Dans un communiqué retentissant publié ce samedi 20 juin, la Conférence épiscopale nationale du Congo (Cenco) a clairement exprimé son désaccord face aux intentions de modifier la Constitution du 18 février 2006. Cette prise de position majeure confère un poids considérable au mouvement de rejet, jusqu’alors principalement porté par les forces d’opposition politique en République démocratique du Congo.
Pour l’abbé Donatien Nshole, secrétaire général de la Cenco, la réforme constitutionnelle envisagée par le pouvoir en place n’est ni opportune, ni urgente, ni nécessaire. Les prélats ont ainsi lancé un appel pressant :
« Aux Ecclésiastiques et Agents pastoraux, de faire large diffusion de ce message et d’éveiller, de diverses manières, la conscience de nos fidèles ainsi que celle des hommes de bonne volonté, afin de résister aux manipulations visant le changement de la Constitution. Nous nous réservons le droit de revenir à vous pour vous annoncer, le moment venu, quelques actions concrètes à mener. »
Les évêques congolais craignent que de telles initiatives ne fragilisent davantage le pays. La République démocratique du Congo est déjà confrontée à une insécurité persistante dans l’Est et à des tensions sociales latentes, rendant toute réforme constitutionnelle délicate.
Dans les rues de Kinshasa, la position de la Cenco suscite des interprétations diverses au sein de la population. Une jeune femme exprime son soutien au Président de la République, estimant qu’il agit dans l’intérêt du peuple et pourrait mériter un autre mandat. Elle déclare : « Beaucoup de personnes se basent sur le Président de la République, genre : il aura un autre mandat. Et pourtant, il faut voir l’intérêt général parce qu’il est en train de faire des choses pour le peuple en fait. »
Une autre citoyenne s’interroge sur le timing de cette réforme : « Si nous regardons bien, le pays lui-même n’est pas en bon état. Il y a l’état de siège, il y a l’état de guerre tout ça dans l’Est. Mais comment changer la Constitution dans ce genre de circonstances ? »
Enfin, un jeune homme propose une perspective différente, soulignant l’importance d’une Constitution adaptée pour le rayonnement international de la RDC : « La Constitution doit aussi être favorable pour une entrée sur la scène internationale. Si la Constitution n’est pas adaptée, nous n’aurons pas une place en tant qu’Etat souverain selon qu’on a des capacités d’établir des traités et ainsi de suite. »
L’influence incontestable de la Cenco
Bien que la Cenco ne possède aucun pouvoir institutionnel direct pour bloquer un éventuel amendement constitutionnel, son influence sociale, politique et diplomatique demeure considérable.
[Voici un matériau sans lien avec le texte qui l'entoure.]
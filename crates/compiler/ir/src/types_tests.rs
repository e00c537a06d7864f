use super::*;

#[test]
fn test_interning_returns_same_handle() {
    let mut types = TypeManager::new();
    let f32 = types.f32();
    let a = types.vec3(f32);
    let b = types.get(Type::Vector {
        element: f32,
        width: 3,
    });
    assert_eq!(a, b);

    let m1 = types.mat(f32, 2, 3);
    let m2 = types.mat(f32, 2, 3);
    let m3 = types.mat(f32, 3, 2);
    assert_eq!(m1, m2);
    assert_ne!(m1, m3);
}

#[test]
fn test_distinct_structs_by_name() {
    let mut types = TypeManager::new();
    let u32 = types.u32();
    let a = types.structure("A", [("x".to_string(), u32)]);
    let b = types.structure("B", [("x".to_string(), u32)]);
    let a2 = types.structure("A", [("x".to_string(), u32)]);
    assert_ne!(a, b);
    assert_eq!(a, a2);
}

#[test]
fn test_scalar_and_vector_layout() {
    let mut types = TypeManager::new();
    let f32 = types.f32();
    let f16 = types.f16();
    let v2 = types.vec2(f32);
    let v3 = types.vec3(f32);
    let v4 = types.vec4(f32);
    let h3 = types.vec3(f16);

    assert_eq!((types.size(f32), types.align(f32)), (4, 4));
    assert_eq!((types.size(f16), types.align(f16)), (2, 2));
    assert_eq!((types.size(v2), types.align(v2)), (8, 8));
    assert_eq!((types.size(v3), types.align(v3)), (12, 16));
    assert_eq!((types.size(v4), types.align(v4)), (16, 16));
    assert_eq!((types.size(h3), types.align(h3)), (6, 8));
}

#[test]
fn test_matrix_layout() {
    let mut types = TypeManager::new();
    let f32 = types.f32();
    let f16 = types.f16();
    let m2x3 = types.mat(f32, 2, 3);
    let m4x2 = types.mat(f32, 4, 2);
    let h3x3 = types.mat(f16, 3, 3);

    assert_eq!((types.size(m2x3), types.align(m2x3)), (32, 16));
    assert_eq!((types.size(m4x2), types.align(m4x2)), (32, 8));
    assert_eq!((types.size(h3x3), types.align(h3x3)), (24, 8));
}

#[test]
fn test_array_and_struct_layout() {
    let mut types = TypeManager::new();
    let f32 = types.f32();
    let u32 = types.u32();
    let v3 = types.vec3(f32);

    let arr = types.array(v3, 4);
    assert_eq!((types.size(arr), types.align(arr)), (64, 16));
    let runtime = types.runtime_array(u32);
    assert_eq!((types.size(runtime), types.align(runtime)), (4, 4));

    let s = types.structure(
        "S",
        [
            ("a".to_string(), u32),
            ("b".to_string(), v3),
            ("c".to_string(), f32),
        ],
    );
    let Type::Struct { members, .. } = &types[s] else {
        panic!("expected struct");
    };
    let offsets: Vec<_> = members.iter().map(|m| m.offset).collect();
    assert_eq!(offsets, vec![0, 16, 28]);
    assert_eq!((types.size(s), types.align(s)), (32, 16));
}

#[test]
fn test_handle_types_have_no_layout() {
    let mut types = TypeManager::new();
    let f32 = types.f32();
    let ptr = types.ptr(AddressSpace::Private, f32, Access::ReadWrite);
    let sampler = types.sampler(SamplerKind::Sampler);
    let void = types.void();
    for ty in [ptr, sampler, void] {
        assert_eq!((types.size(ty), types.align(ty)), (0, 0));
    }
}

#[test]
fn test_type_names() {
    let mut types = TypeManager::new();
    let f32 = types.f32();
    let u32 = types.u32();
    let i32 = types.i32();
    let m = types.mat(f32, 2, 3);
    let ptr = types.ptr(AddressSpace::Private, u32, Access::ReadWrite);
    let arr = types.array(f32, 4);
    let rt = types.runtime_array(i32);
    let atomic = types.atomic(u32);
    let tex = types.texture(TextureKind::Sampled {
        dim: TextureDimension::D2,
        sample_type: f32,
    });
    let storage = types.texture(TextureKind::Storage {
        dim: TextureDimension::D2,
        format: TexelFormat::Rgba8Unorm,
        access: Access::Write,
    });

    assert_eq!(types.name(m), "mat2x3<f32>");
    assert_eq!(types.name(ptr), "ptr<private, u32, read_write>");
    assert_eq!(types.name(arr), "array<f32, 4>");
    assert_eq!(types.name(rt), "array<i32>");
    assert_eq!(types.name(atomic), "atomic<u32>");
    assert_eq!(types.name(tex), "texture_2d<f32>");
    assert_eq!(types.name(storage), "texture_storage_2d<rgba8unorm, write>");
}

#[test]
fn test_indexed_types() {
    let mut types = TypeManager::new();
    let f32 = types.f32();
    let v3 = types.vec3(f32);
    let m = types.mat(f32, 4, 3);
    let arr = types.array(m, 2);

    assert_eq!(types.indexed(arr, None), Some(m));
    assert_eq!(types.indexed(arr, Some(2)), None);
    assert_eq!(types.indexed(m, Some(3)), Some(v3));
    assert_eq!(types.indexed(v3, Some(2)), Some(f32));
    assert_eq!(types.indexed(f32, Some(0)), None);
    assert_eq!(types.element_count(m), Some(4));
}

#[test]
#[should_panic(expected = "atomic element must be i32 or u32")]
fn test_atomic_of_float_panics() {
    let mut types = TypeManager::new();
    let f32 = types.f32();
    types.atomic(f32);
}

#[test]
#[should_panic(expected = "vector width must be in 2..=4")]
fn test_vector_width_out_of_range_panics() {
    let mut types = TypeManager::new();
    let f32 = types.f32();
    types.vec(f32, 5);
}

#[test]
#[should_panic(expected = "matrix column must be a float vector")]
fn test_integer_matrix_panics() {
    let mut types = TypeManager::new();
    let i32 = types.i32();
    types.mat(i32, 2, 2);
}

#[test]
#[should_panic(expected = "vector element must be a scalar")]
fn test_vector_of_vector_panics() {
    let mut types = TypeManager::new();
    let f32 = types.f32();
    let v2 = types.vec2(f32);
    types.vec(v2, 2);
}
C’est ce que confirme le politologue Christian Moleka, qui analyse l’impact de cette institution religieuse.
« L’Église catholique, certes, va se mobiliser mais il y a un facteur nouveau. C’est également la mobilisation d’autres formes d’Églises, notamment des Églises dites de réveil. L’avantage de l’Église catholique est qu’elle peut mobiliser sur l’ensemble du pays, ce que d’autres Églises ne sauront pas, mais également sa capacité à avoir ce levier diplomatique. Parce que sa voix ne compte pas uniquement dans la rue à Kinshasa mais également par sa capacité, au niveau international, à porter cette question-là. »
Alors que le débat s’intensifie, l’opposition a d’ores et déjà annoncé une mobilisation de rue massive pour le 8 juillet prochain, exigeant cette fois la démission du Président Félix Tshisekedi. En réponse, le secrétaire général de l’Union pour la Démocratie et le Progrès Social (UDPS), le parti présidentiel, accuse l’opposition de vouloir provoquer un soulèvement populaire à travers le pays.